Después del varapalo recibido hace apenas medio mes en el Parlamento británico, Theresa May  vuelve a respirar. La Cámara de los Comunes decidió esta semana aprobar, eso sí, con un ajustado margen, un mandato para que la primera ministra vuelva a Bruselas a pedir una revisión del acuerdo del Brexit que ella misma pactó el pasado noviembre con los Veintisiete. Y que la Unión Europea sostiene, en todo momento, que no es negociable ni se va a modificar.
Poco parece importarle a May lo que digan las autoridades comunitarias. El oxígeno recibido en Westminster le permite ganar tiempo ante los diputados, que imponen que se elimine del documento el mecanismo de salvaguarda en Irlanda, al considerar que su implantación supondría una amenaza a la integridad territorial en el Reino Unido y, sobre todo, una trampa para mantener al país bajo el yugo de la UE.
Con esta orden, la premier vuelve a tomar el mando. Pero lo hace sin rumbo.

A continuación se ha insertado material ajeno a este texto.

/// Tuning knobs for [`MqttClient`].
#[derive(Debug, Clone, Copy, PartialEq, Eq)]
pub struct MqttOptions {
    /// Keepalive interval sent in CONNECT, in seconds. `0` disables pings.
    pub keep_alive_secs: u16,
    pub clean_session: bool,
    /// Upper bound for opening the link, the handshake, and any single
    /// packet read or write.
    pub socket_timeout: Duration,
    /// How long `poll` waits for the first byte of an inbound packet.
    pub poll_timeout: Duration,
}

impl Default for MqttOptions {
    fn default() -> Self {
        Self {
            keep_alive_secs: 15,
            clean_session: true,
            socket_timeout: Duration::from_secs(15),
            poll_timeout: Duration::from_millis(10),
        }
    }
}

impl MqttOptions {
    pub fn with_keep_alive(mut self, secs: u16) -> Self {
        self.keep_alive_secs = secs;
        self
    }

    pub fn with_clean_session(mut self, clean_session: bool) -> Self {
        self.clean_session = clean_session;
        self
    }

    pub fn with_socket_timeout(mut self, timeout: Duration) -> Self {
        self.socket_timeout = timeout;
        self
    }

    pub fn with_poll_timeout(mut self, timeout: Duration) -> Self {
        self.poll_timeout = timeout;
        self
    }
}

/// Connection state, with the numeric codes used for diagnostics.
#[derive(Debug, Clone, Copy, PartialEq, Eq)]
#[cfg_attr(feature = "defmt", derive(defmt::Format))]
pub enum ClientState {
    /// No CONNACK, or no PINGRESP within a keepalive interval.
    ConnectionTimeout,
    /// The link failed while connected.
    ConnectionLost,
    /// The link could not be opened or the handshake broke off.
    ConnectFailed,
    Disconnected,
    Connected,
    /// The broker answered CONNECT with a refusal.
    Refused(ConnectReasonCode),
}

impl ClientState {
    /// `-4` timeout, `-3` lost, `-2` connect failed, `-1` disconnected,
    /// `0` connected, or the CONNACK refusal code.
    pub fn code(self) -> i32 {
        match self {
            ClientState::ConnectionTimeout => -4,
            ClientState::ConnectionLost => -3,
            ClientState::ConnectFailed => -2,
            ClientState::Disconnected => -1,
            ClientState::Connected => 0,
            ClientState::Refused(reason) => i32::from(reason.code()),
        }
    }
}

enum Reply {
    PubAck(u16),
    PingResp,
}

/// Races `fut` against `timeout`.
async fn with_deadline<F, R, E>(timeout: Duration, fut: F) -> Result<R, MqttError<E>>
where
    F: Future<Output = Result<R, MqttError<E>>>,
{
    match select(pin!(fut), pin!(Timer::after(timeout))).await {
        Either::Left((result, _)) => result,
        Either::Right(((), _)) => Err(MqttError::Timeout),
    }
}

/// Fills `buf` completely. A read of zero bytes means the peer closed.
async fn read_exact<L: Link>(link: &mut L, buf: &mut [u8]) -> Result<(), MqttError<L::Error>> {
    let mut filled = 0;
    while filled < buf.len() {
        match link.read(&mut buf[filled..]).await {
            Ok(0) => return Err(MqttError::Protocol(ProtocolError::ConnectionClosed)),
            Ok(n) => filled += n,
            Err(e) => return Err(MqttError::Transport(e)),
        }
    }
    Ok(())
}

/// Packet buffer size that fits a CONNECT with the longest will and
/// credentials `config` accepts (about 420 bytes).
pub const DEFAULT_BUF_SIZE: usize = 512;

/// An MQTT 3.1.1 client over a reconnectable byte link.
///
/// `BUF_SIZE` bounds every packet in either direction. Inbound packets that
/// do not fit are read off the link and dropped. A smaller buffer than
/// [`DEFAULT_BUF_SIZE`] works as long as the CONNECT fits; otherwise every
/// connect attempt fails with [`MqttError::BufferTooSmall`].
pub struct MqttClient<L, const BUF_SIZE: usize = DEFAULT_BUF_SIZE> {
    link: L,
    options: MqttOptions,
    host: String<MAX_HOST_LEN>,
    port: u16,
    will: Option<WillConfig>,
    state: ClientState,
    buf: [u8; BUF_SIZE],
    next_packet_id: u16,
    last_inbound: Instant,
    last_outbound: Instant,
    ping_outstanding: bool,
}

El pasado 21 de enero, cuando se vio obligada a presentar un plan b a su proyecto de divorcio hundido en el Parlamento, la conservadora se limitó a defender los mismos puntos que habían sido tumbados seis días antes. Nada nuevo bajo el sol. Ninguna iniciativa. El texto, que en noviembre a su juicio era «el mejor posible», ahora intentará ser modificado. Pero tampoco ha desvelado cómo pretende convencer a sus todavía socios comunitarios, que se han cerrado en banda a cualquier cambio.

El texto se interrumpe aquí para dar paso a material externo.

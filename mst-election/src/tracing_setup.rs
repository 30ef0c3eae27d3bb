use tracing::{debug, error, info};
use tracing_subscriber::{fmt, prelude::*, EnvFilter};

use crate::{ElectionStrategy, LeaderMethod, ProcessId};

/// Installs a global subscriber. Honors `RUST_LOG`, defaulting to `info`.
///
/// Calling this twice is harmless; the second subscriber is discarded.
pub fn init(json: bool) {
    let filter = EnvFilter::try_from_default_env().unwrap_or_else(|_| EnvFilter::new("info"));
    let registry = tracing_subscriber::registry().with(filter);
    let result = if json {
        registry.with(fmt::layer().json().with_writer(std::io::stderr)).try_init()
    } else {
        registry.with(fmt::layer().with_writer(std::io::stderr)).try_init()
    };
    if result.is_err() {
        debug!("tracing subscriber already installed");
    }
}

/// Register a new election process with tracing
pub fn register_process(id: &ProcessId, degree: usize, strategy: &ElectionStrategy) {
    debug!(target: "register_process", process_id = %id, degree = degree, strategy = ?strategy);
}

/// Track protocol transitions such as status or sweep phase changes
pub fn protocol_transition(
    process_id: &ProcessId,
    transition_type: &str,
    from: impl std::fmt::Debug,
    to: impl std::fmt::Debug,
    reason: Option<&str>,
) {
    if let Some(reason) = reason {
        debug!(
            target: "protocol_transition",
            process_id = %process_id,
            transition = transition_type,
            from = ?from,
            to = ?to,
            reason = reason,
        );
    } else {
        debug!(
            target: "protocol_transition",
            process_id = %process_id,
            transition = transition_type,
            from = ?from,
            to = ?to,
        );
    }
}

pub fn message_sent(from: &ProcessId, to: &ProcessId, message_type: &str, message: impl std::fmt::Debug) {
    debug!(
        target: "message_sent",
        from = %from,
        to = %to,
        message_type = message_type,
        message = ?message,
    );
}

/// A message that could not be handled yet went back on its queue
pub fn message_deferred(process_id: &ProcessId, from: &ProcessId, message_type: &str) {
    debug!(
        target: "message_deferred",
        process_id = %process_id,
        from = %from,
        message_type = message_type,
    );
}

/// The core edge saw no outgoing edge on either side: the tree spans everything
pub fn fragment_converged(process_id: &ProcessId, level: u32, fragment: impl std::fmt::Debug, root: &ProcessId) {
    info!(
        target: "fragment_converged",
        process_id = %process_id,
        level = level,
        fragment = ?fragment,
        root = %root,
    );
}

pub fn tree_finalized(process_id: &ProcessId, parent: Option<&ProcessId>, num_children: usize) {
    debug!(
        target: "tree_finalized",
        process_id = %process_id,
        parent = ?parent,
        num_children = num_children,
    );
}

pub fn leader_selected(process_id: &ProcessId, leader: &ProcessId, method: LeaderMethod, score: f64) {
    debug!(
        target: "leader_selected",
        process_id = %process_id,
        leader = %leader,
        method = ?method,
        score = score,
    );
}

/// The root has heard from the whole tree
pub fn coordination_complete(root: &ProcessId, leader: &ProcessId) {
    info!(
        target: "coordination_complete",
        root = %root,
        leader = %leader,
    );
}

/// Track error conditions such as unexpected messages
pub fn protocol_error(process_id: &ProcessId, error_type: &str, details: impl std::fmt::Debug) {
    error!(
        target: "protocol_error",
        process_id = %process_id,
        error_type = error_type,
        details = ?details,
    );
}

Y mientras, pasan los días y el 29 de marzo está cada vez más cerca. Para algunos, esto podría suponer un contratiempo, pero no es descartable que la dirigente trate de jugar con eso, como medida de presión para que, en caso de no conseguir resultados con Bruselas, los diputados más moderados que votaron en contra del Tratado de Salida el 10 de enero -principalmente los laboristas- se vean obligados a avalar su propuesta para que el Reino Unido no se vea abocado a un divorcio sin acuerdo, puesto que la ley vigente no permite una prórroga en la fecha prevista. Incluso, los Comunes votaron esta misma semana en contra de una enmienda para retrasar el Brexit si no se llega a un consenso antes del 26 de febrero. Era un gran reto para el Gobierno y también lo superó. Más alas para May.
cita en febrero. Así las cosas, la líder conservadora ha conseguido su objetivo: volver a Bruselas y mantener el pulso para reabrir el proceso de negociación. Antes de intentarlo, tratará de recabar las ideas de la oposición, a la que ha prometido que lo va a intentar. «Negociar el cambio no será fácil, implicará reabrir el Tratado de Salida, un movimiento por el que sé que nuestros socios europeos tienen un apetito limitado, pero creo que con un mandato de la Cámara puedo lograrlo antes de nuestra salida de la UE», aseveró.
Anticipando esas dificultades -o imposibilidades, puesto que día a día las autoridades comunitarias insisten en que «no se tocará» lo pactado-, May avanzó que regresará al Parlamento el 13 de febrero para exponer los pasos que planea dar para entonces si no ha logrado las modificaciones que reclama.
Para entonces, quedará solo un mes y medio de plazo y muy pocos pasos posibles que dar. Quizás, solo acatar. O tumbar todo. O romper por lo sano. Quién sabe.